*Task objective:*
From the entries that follow, copy each line in which "impl" appears.

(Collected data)
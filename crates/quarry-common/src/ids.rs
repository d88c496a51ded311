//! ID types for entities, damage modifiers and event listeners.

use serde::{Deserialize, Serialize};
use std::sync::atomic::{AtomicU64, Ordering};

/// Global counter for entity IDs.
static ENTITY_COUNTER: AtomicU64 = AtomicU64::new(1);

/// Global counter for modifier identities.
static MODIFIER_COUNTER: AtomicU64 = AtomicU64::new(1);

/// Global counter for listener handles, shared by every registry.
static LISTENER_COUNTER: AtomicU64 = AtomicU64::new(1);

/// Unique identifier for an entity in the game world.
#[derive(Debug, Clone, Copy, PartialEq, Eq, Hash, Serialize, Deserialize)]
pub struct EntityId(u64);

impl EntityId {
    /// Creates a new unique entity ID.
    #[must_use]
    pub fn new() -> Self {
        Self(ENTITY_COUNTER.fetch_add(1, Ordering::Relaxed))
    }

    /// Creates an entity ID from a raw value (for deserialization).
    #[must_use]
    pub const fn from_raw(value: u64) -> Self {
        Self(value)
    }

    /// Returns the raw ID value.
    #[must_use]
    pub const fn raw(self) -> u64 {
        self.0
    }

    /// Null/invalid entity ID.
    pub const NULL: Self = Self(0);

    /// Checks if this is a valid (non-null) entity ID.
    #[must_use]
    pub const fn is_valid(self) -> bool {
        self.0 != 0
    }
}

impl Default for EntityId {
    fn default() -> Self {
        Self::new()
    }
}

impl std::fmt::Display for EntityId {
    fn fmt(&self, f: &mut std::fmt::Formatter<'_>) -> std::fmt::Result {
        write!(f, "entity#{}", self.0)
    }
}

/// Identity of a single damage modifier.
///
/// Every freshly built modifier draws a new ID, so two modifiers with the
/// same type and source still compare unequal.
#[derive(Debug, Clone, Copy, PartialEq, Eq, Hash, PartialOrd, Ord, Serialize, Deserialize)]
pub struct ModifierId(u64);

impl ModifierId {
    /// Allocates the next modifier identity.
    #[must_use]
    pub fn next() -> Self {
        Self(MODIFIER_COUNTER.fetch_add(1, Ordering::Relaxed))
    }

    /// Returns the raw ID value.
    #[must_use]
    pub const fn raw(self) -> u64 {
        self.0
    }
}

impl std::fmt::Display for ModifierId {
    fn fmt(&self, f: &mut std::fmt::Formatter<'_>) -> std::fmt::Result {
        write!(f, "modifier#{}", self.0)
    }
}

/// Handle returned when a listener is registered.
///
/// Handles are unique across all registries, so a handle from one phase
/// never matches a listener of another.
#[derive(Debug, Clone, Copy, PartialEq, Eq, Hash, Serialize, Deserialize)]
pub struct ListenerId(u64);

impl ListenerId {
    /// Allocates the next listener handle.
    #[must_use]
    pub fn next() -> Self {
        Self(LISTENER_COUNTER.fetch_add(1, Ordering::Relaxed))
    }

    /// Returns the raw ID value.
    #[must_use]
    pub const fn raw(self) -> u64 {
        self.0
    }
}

*Answer section:*
impl EntityId {
impl Default for EntityId {
impl std::fmt::Display for EntityId {
impl ModifierId {
impl std::fmt::Display for ModifierId {
impl ListenerId {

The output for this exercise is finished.